Brief:
Tell me how many lines in the data below hold the string "sigverify", and say nothing else.

Stored records
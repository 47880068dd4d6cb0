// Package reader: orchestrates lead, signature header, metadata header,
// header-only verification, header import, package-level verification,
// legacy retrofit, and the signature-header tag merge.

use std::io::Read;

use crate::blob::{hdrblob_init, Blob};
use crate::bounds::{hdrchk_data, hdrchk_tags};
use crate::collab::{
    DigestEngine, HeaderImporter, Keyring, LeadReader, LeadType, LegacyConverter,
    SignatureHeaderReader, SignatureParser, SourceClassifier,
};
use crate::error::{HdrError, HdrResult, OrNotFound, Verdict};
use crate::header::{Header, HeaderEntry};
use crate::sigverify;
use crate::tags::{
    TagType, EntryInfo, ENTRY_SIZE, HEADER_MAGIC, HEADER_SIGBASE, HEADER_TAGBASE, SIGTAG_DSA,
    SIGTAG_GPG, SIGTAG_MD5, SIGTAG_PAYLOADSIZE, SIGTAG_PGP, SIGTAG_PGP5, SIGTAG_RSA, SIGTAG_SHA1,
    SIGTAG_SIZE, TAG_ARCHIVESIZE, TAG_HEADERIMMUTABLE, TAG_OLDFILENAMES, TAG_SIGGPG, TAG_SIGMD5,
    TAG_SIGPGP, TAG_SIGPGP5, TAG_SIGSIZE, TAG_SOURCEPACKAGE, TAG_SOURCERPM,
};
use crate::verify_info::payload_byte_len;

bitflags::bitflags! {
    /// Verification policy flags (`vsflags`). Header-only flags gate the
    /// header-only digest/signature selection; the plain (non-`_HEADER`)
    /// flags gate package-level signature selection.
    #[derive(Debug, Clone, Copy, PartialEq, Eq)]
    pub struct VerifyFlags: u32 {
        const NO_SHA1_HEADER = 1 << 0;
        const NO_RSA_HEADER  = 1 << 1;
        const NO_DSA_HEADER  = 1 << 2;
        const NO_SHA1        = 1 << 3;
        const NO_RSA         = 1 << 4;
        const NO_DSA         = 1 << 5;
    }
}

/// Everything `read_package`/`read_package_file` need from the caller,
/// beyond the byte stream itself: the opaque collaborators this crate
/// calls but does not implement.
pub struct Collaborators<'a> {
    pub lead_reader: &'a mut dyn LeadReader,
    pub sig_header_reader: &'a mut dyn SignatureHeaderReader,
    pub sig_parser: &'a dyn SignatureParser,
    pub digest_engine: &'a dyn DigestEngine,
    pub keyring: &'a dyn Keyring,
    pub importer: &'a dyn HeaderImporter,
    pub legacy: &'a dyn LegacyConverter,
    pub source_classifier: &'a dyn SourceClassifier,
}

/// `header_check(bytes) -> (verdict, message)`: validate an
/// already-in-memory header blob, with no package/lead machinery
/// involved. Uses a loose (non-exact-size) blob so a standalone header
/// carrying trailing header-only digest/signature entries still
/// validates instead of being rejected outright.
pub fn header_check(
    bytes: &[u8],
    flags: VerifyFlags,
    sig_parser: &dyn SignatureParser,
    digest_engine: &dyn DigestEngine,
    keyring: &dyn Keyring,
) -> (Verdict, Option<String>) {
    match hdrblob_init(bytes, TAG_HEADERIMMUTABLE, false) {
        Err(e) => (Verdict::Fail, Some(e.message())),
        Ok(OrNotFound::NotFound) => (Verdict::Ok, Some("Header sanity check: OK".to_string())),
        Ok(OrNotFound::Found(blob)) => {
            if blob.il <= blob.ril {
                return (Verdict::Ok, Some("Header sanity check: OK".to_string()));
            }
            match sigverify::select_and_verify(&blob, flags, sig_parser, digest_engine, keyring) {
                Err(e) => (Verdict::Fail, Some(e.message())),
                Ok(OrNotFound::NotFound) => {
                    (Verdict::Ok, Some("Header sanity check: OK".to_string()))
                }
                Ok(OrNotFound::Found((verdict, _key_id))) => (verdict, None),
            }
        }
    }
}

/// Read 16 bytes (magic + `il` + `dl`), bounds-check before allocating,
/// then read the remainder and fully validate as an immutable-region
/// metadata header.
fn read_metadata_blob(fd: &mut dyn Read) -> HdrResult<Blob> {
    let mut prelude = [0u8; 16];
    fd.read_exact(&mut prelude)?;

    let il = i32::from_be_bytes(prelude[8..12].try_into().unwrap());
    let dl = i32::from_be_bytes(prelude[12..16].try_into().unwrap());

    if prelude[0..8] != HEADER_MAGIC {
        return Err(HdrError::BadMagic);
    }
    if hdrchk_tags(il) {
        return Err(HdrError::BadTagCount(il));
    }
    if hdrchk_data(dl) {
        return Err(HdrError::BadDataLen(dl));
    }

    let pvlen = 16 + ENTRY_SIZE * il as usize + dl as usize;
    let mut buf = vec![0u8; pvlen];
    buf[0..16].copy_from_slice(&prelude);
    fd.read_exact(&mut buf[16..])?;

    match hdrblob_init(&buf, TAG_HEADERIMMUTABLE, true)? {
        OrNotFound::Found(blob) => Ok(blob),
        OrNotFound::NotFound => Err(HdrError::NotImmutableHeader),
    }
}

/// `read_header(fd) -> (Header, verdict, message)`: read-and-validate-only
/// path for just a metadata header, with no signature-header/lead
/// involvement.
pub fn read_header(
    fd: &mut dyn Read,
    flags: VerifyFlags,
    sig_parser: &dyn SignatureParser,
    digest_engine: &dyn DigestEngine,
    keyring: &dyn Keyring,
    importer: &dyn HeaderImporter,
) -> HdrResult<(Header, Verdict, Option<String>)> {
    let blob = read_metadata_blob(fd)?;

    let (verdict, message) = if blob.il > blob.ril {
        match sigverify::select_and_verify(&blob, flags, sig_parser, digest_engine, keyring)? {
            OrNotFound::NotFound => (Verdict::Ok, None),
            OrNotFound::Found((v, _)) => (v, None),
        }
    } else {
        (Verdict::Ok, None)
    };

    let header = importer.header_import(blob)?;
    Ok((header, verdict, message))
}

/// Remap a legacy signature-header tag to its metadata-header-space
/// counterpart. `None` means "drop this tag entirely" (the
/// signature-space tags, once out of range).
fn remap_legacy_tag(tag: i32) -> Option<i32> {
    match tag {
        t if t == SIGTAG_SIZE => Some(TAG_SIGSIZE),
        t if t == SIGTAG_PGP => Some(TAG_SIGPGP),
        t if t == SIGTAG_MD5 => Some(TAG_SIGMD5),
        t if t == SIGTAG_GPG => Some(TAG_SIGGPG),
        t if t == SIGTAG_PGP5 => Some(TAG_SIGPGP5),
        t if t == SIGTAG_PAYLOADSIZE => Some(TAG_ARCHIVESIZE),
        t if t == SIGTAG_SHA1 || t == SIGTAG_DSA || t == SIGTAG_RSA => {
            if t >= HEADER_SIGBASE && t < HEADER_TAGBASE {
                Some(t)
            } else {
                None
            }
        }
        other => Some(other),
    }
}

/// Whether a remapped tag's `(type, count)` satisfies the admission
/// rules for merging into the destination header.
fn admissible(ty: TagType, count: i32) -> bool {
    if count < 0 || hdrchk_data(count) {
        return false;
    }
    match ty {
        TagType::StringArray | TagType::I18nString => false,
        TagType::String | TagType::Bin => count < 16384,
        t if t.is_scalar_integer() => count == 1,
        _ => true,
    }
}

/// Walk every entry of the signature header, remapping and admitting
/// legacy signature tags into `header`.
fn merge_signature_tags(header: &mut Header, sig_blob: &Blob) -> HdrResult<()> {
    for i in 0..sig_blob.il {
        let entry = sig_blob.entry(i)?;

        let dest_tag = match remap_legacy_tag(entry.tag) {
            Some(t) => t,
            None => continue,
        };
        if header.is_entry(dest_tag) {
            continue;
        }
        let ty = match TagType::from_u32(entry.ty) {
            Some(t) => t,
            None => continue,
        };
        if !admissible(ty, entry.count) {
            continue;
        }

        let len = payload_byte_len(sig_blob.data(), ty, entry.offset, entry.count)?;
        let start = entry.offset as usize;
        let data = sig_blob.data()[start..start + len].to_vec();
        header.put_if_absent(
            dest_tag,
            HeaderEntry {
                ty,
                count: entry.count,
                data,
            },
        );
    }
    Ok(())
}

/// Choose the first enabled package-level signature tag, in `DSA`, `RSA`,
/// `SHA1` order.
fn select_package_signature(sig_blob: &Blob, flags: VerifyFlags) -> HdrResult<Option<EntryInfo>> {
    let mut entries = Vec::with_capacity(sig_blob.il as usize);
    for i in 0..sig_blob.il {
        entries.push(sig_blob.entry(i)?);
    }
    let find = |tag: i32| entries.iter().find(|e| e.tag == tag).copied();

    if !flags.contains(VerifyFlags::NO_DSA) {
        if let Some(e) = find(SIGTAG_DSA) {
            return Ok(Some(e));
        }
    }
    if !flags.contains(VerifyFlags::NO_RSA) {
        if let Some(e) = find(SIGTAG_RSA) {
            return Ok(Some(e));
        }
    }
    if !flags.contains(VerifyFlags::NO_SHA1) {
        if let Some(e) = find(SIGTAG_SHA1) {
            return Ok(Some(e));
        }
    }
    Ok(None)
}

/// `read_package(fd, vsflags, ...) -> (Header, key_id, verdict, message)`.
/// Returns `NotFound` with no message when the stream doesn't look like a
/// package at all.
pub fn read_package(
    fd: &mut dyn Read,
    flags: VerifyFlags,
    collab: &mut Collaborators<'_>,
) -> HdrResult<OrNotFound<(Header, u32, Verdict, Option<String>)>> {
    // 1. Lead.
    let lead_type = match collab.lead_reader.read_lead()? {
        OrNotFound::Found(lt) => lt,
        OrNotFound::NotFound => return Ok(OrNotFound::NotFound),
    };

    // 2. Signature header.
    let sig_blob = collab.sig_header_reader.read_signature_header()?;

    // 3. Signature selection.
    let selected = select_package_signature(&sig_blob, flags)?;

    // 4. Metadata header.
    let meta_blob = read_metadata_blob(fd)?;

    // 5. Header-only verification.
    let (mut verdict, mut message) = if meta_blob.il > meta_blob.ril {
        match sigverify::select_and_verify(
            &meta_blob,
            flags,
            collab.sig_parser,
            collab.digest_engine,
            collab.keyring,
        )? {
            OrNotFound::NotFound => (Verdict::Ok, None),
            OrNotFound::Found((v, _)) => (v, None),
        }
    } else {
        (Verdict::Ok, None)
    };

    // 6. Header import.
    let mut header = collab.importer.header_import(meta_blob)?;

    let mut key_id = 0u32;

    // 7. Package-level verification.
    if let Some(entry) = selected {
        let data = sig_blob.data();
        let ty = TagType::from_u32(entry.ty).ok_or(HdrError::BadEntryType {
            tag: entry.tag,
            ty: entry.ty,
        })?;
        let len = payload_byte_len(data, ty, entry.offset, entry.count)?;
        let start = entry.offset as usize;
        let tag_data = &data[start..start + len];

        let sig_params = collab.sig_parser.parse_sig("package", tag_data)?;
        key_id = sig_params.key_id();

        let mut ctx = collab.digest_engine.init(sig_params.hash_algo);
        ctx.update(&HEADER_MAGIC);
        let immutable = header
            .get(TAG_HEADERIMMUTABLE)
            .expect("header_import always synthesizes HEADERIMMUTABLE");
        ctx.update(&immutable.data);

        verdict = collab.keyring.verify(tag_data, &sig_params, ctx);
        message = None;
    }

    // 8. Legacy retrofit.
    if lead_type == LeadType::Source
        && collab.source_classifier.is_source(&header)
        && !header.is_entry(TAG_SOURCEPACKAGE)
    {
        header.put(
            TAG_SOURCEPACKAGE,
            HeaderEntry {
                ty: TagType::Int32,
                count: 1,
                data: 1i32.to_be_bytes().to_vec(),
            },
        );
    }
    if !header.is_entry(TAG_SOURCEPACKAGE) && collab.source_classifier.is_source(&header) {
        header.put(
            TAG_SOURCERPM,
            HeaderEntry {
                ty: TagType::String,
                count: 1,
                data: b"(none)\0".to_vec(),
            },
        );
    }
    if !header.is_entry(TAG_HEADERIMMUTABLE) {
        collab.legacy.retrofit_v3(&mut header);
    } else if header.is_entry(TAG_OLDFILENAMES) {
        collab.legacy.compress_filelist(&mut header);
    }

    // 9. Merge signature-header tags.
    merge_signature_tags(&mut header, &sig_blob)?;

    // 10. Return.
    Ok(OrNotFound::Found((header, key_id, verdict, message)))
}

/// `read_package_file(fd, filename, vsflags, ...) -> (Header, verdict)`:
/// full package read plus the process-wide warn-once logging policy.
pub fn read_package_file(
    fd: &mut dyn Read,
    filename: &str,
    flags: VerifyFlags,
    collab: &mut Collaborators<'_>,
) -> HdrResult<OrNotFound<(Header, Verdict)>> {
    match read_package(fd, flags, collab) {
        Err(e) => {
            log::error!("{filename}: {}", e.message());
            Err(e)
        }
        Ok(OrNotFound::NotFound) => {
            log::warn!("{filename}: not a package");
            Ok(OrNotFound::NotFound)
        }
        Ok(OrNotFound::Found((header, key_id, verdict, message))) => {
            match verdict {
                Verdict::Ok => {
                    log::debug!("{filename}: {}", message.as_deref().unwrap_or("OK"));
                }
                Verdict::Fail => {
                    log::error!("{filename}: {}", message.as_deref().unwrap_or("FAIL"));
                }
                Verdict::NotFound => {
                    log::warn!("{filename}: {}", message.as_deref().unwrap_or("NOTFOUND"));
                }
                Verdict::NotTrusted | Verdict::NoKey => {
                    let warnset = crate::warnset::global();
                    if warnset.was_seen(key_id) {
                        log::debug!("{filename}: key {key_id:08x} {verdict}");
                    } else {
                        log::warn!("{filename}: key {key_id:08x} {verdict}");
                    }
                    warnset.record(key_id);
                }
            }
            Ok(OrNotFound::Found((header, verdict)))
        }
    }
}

* * *

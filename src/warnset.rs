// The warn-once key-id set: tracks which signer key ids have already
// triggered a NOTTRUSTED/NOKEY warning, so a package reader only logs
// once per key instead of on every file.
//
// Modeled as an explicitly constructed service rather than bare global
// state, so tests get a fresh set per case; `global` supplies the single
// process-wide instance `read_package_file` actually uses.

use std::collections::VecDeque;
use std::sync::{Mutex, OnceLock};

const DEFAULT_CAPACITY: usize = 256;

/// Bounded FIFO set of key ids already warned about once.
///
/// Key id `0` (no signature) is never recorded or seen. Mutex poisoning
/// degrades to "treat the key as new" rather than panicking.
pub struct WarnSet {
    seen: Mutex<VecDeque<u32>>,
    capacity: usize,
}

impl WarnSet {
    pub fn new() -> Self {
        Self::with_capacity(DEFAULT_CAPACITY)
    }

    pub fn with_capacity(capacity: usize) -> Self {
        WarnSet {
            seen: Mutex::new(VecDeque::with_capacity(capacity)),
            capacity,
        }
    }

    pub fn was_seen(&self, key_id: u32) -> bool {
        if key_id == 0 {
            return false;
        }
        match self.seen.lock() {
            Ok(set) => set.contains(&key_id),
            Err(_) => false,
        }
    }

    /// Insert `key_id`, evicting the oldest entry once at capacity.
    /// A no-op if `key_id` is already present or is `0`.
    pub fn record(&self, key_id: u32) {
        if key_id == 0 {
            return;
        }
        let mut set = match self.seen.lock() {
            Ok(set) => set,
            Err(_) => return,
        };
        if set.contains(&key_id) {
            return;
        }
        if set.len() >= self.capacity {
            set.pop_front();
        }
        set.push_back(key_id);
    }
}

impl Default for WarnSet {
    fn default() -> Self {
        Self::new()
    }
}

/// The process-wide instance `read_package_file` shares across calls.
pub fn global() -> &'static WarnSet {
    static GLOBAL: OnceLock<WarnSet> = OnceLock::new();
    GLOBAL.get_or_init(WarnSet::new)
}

Solution:
4